How Cilium Limits Cross-AZ Transfer Costs
Cilium employs the Linux kernel's eBPF technology to transform Kubernetes networking with efficiency and deep visibility. Its key features for reducing cross-AZ traffic include:
Topology-Aware Routing: Cilium supports Kubernetes topology-aware service routing, ensuring traffic stays within the same AZ whenever possible to avoid cross-zone charges. This feature uses annotations like
topology.kubernetes.io/zone
to guide Kubernetes service traffic locality.ENI Mode Integration: Cilium's ENI IP Address Management (IPAM) mode assigns pod IPs directly to AWS Elastic Network Interfaces (ENIs) attached to nodes within the same AZ. In this setup, pod traffic routes natively through AWS networking without encapsulation, reducing latency and avoiding cross-AZ data transfers.
Advanced IPAM: Cilium offers IPAM modes such as ENI and ClusterPool, providing granular control over IP assignment and routing. These modes improve traffic locality by aligning pod IPs with underlying AWS subnet allocation per AZ.
Policy-Driven Traffic Control: With Cilium’s rich layer 3 to layer 7 network policies, you can enforce strict AZ-local communication rules or selectively allow cross-AZ traffic only when needed.
Practical Cilium Setup on AWS EKS
Implementing Cilium on EKS involves options from full replacement of AWS VPC CNI to running alongside it in a secondary CNI mode. To optimize cross-AZ traffic:
- Enable Topology-Aware Routing: Use Kubernetes service annotations paired with Cilium’s kube-proxy replacement to route traffic preferentially within the same AZ.
+-------------------------------------------------------------+
| AWS Region (Multiple AZs) |
| |
| +------------------------+ +------------------------+ |
| | Availability Zone A | | Availability Zone B | |
| | | | | |
| | +------------------+ | | +------------------+ | |
| | | Node A1 | | | | Node B1 | | |
| | | Pod(s) A | | | | Pod(s) B | | |
| | +------------------+ | | +------------------+ | |
| | | | | | | |
| | | Service Traffic | | | Service Traffic | |
| | | goes within AZ | | | goes within AZ | |
| | v | | v | |
| | +------------------+ | | +------------------+ | |
| | | Pod(s) A (target)|<--+ | | Pod(s) B (target)|<--+ |
| | +------------------+ | | +------------------+ | |
| | | | | |
| +------------------------+ +------------------------+ |
| |
| Kubernetes Service |
| - Annotated with topology.kubernetes.io/zone |
| - Cilium replaces kube-proxy, respecting topology hints |
| - Routes client traffic preferentially within same AZ |
+-------------------------------------------------------------+
Legend:
- Service traffic stays within the same AZ
- If Pod targets exist in the same AZ, no cross-AZ routing occurs
- Traffic flows across AZs only if necessary (failover or no local endpoints)

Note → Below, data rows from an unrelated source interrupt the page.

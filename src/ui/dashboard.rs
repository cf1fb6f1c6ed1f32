use ratatui::{
    layout::{Constraint, Direction, Layout, Rect},
    Frame,
};

use crate::panels::Dashboard;
use crate::schema::PanelId;
use crate::ui::charts::render_panel;
use crate::ui::filter::{render_filter_control, FILTER_CONTROL_HEIGHT};

/// Screen regions for the six panels and the filter control.
#[derive(Debug, Clone, PartialEq, Eq)]
pub struct DashboardLayout {
    panels: [Rect; 6],
    pub filter: Rect,
}

impl DashboardLayout {
    /// Three bands sized by the panels' pixel height hints:
    /// A | (B over C), then filter + D centered, then E | F.
    pub fn new(area: Rect) -> Self {
        let height = |id: PanelId| id.spec().height;
        let top = height(PanelId::BedsVsRevenue)
            .max(height(PanelId::NetVsOperatingExpenses) + height(PanelId::PopulationHistogram));
        let middle = height(PanelId::CapitalVsNetRevenue);
        let bottom = height(PanelId::TopCounties).max(height(PanelId::BedsPerThousandVsRevenue));

        let bands = Layout::default()
            .direction(Direction::Vertical)
            .constraints([
                Constraint::Fill(top),
                Constraint::Fill(middle),
                Constraint::Fill(bottom),
            ])
            .split(area);

        let two_to_one = |band: Rect| {
            Layout::default()
                .direction(Direction::Horizontal)
                .constraints([Constraint::Fill(2), Constraint::Fill(1)])
                .split(band)
        };

        // === Top: A | B over C ===
        let top_cols = two_to_one(bands[0]);
        let right = Layout::default()
            .direction(Direction::Vertical)
            .constraints([
                Constraint::Fill(height(PanelId::NetVsOperatingExpenses)),
                Constraint::Fill(height(PanelId::PopulationHistogram)),
            ])
            .split(top_cols[1]);

        // === Middle: filter control over D, centered 1:6:1 ===
        let middle_cols = Layout::default()
            .direction(Direction::Horizontal)
            .constraints([Constraint::Fill(1), Constraint::Fill(6), Constraint::Fill(1)])
            .split(bands[1]);
        let center = Layout::default()
            .direction(Direction::Vertical)
            .constraints([Constraint::Length(FILTER_CONTROL_HEIGHT), Constraint::Min(0)])
            .split(middle_cols[1]);

        // === Bottom: E | F ===
        let bottom_cols = two_to_one(bands[2]);

        Self {
            panels: [
                top_cols[0],
                right[0],
                right[1],
                center[1],
                bottom_cols[0],
                bottom_cols[1],
            ],
            filter: center[0],
        }
    }

    pub fn panel(&self, id: PanelId) -> Rect {
        self.panels[id.index()]
    }
}

/// One render pass: every panel in order, the filter control just before
/// the panel it drives.
pub fn render_dashboard(
    frame: &mut Frame,
    area: Rect,
    dashboard: &Dashboard,
    focus: PanelId,
    cursor: Option<usize>,
) {
    let layout = DashboardLayout::new(area);

    for view in dashboard.views() {
        if view.id == PanelId::CapitalVsNetRevenue {
            render_filter_control(frame, layout.filter, dashboard.filter());
        }
        let focused = view.id == focus;
        render_panel(
            frame,
            layout.panel(view.id),
            view,
            focused,
            cursor.filter(|_| focused),
        );
    }
}


#[cfg(test)]
mod render_tests {
    use super::*;
    use crate::filter::FilterEvent;
    use crate::panels::tests::{dashboard_from, scenario};
    use ratatui::{backend::TestBackend, Terminal};

    fn draw(dashboard: &Dashboard) -> String {
        let mut terminal = Terminal::new(TestBackend::new(160, 60)).unwrap();
        terminal
            .draw(|f| render_dashboard(f, f.area(), dashboard, PanelId::BedsVsRevenue, None))
            .unwrap();
        terminal
            .backend()
            .buffer()
            .content()
            .iter()
            .map(|c| c.symbol())
            .collect()
    }

    #[test]
    fn test_every_panel_titled() {
        let screen = draw(&scenario());
        for id in PanelId::all() {
            assert!(screen.contains(id.spec().title), "missing {}", id.spec().title);
        }
        assert!(screen.contains("Capital Expenditure Range"));
        assert!(screen.contains("[ ] Log Scale for X-Axis (CAP_EXP)"));
    }

    #[test]
    fn test_empty_selection_draws_empty_plot() {
        let mut dash = scenario();
        for _ in 0..60 {
            dash.handle_filter(FilterEvent::Increase);
        }
        let screen = draw(&dash);
        assert!(screen.contains("no rows in range"));
        assert!(!screen.contains("ERROR"));
    }

    #[test]
    fn test_column_error_shown_in_its_panel_only() {
        let dash = dashboard_from(
            "FAC_NAME,AVL_BEDS,GRIP_TOT,TOT_OP_EXP,NET_TOT\nA,1,2,3,4\n",
            "COUNTY_NAME,REVENUE,AVL_BEDS_PER_THOUSAND\nKern,10,1\n",
            "POPULATION\n5\n",
        );
        let screen = draw(&dash);
        assert!(screen.contains("column `CAP_EXP` not found in table `hospital`"));
        assert_eq!(screen.matches("ERROR: ").count(), 1);
        assert!(screen.contains("Kern"));
    }
}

- Deploy Cilium ENI Mode: This maps pod IPs to ENIs tied to the same AZ subnet as the hosting node, enabling native AWS routing and cutting down on costly inter-AZ traffic.
+-----------------------------------------------------------+
| AWS Availability Zone A (us-west-2a) |
| |
| +-----------------+ +-----------------+ |
| | EC2 Node #1 | | EC2 Node #2 | |
| | | | | |
| | +-----------+ | | +-----------+ | |
| | | ENI eth0 |---|------| | ENI eth0 |---|----+ |
| | +-----------+ | | +-----------+ | | |
| | | | | | | | |
| | +-----------+ | | +-----------+ | | |
| | | Pod A | | | | Pod B | | | |
| | +-----------+ | | +-----------+ | | |
| | | | | | |
| +-----------------+ +-----------------+ | |
| | |
| Native AWS Subnet & Route Table (local) | |
+---------------------------------------------------|-------+
|
minimal inter-AZ traffic |
|
+---------------------------------------------------|-------+
| AWS Availability Zone B (us-west-2b) | |
| | |
| +-----------------+ +-----------------+ | |
| | EC2 Node #3 | | EC2 Node #4 | | |
| | | | | | |
| | +-----------+ | | +-----------+ | | |
| | | ENI eth0 |---|------| | ENI eth0 |---|----+ |
| | +-----------+ | | +-----------+ | |
| | | | | | | |
| | +-----------+ | | +-----------+ | |
| | | Pod C | | | | Pod D | | |
| | +-----------+ | | +-----------+ | |
| | | | | |
| +-----------------+ +-----------------+ |
| |
+-----------------------------------------------------------+
Legend:
- ENI: AWS Elastic Network Interface
- Pod: Kubernetes Pod, with IP mapped to ENI in node's AZ subnet
- Native subnet & route: traffic is routed locally within AZ
- Inter-AZ traffic: minimized (only when necessary for HA or failover)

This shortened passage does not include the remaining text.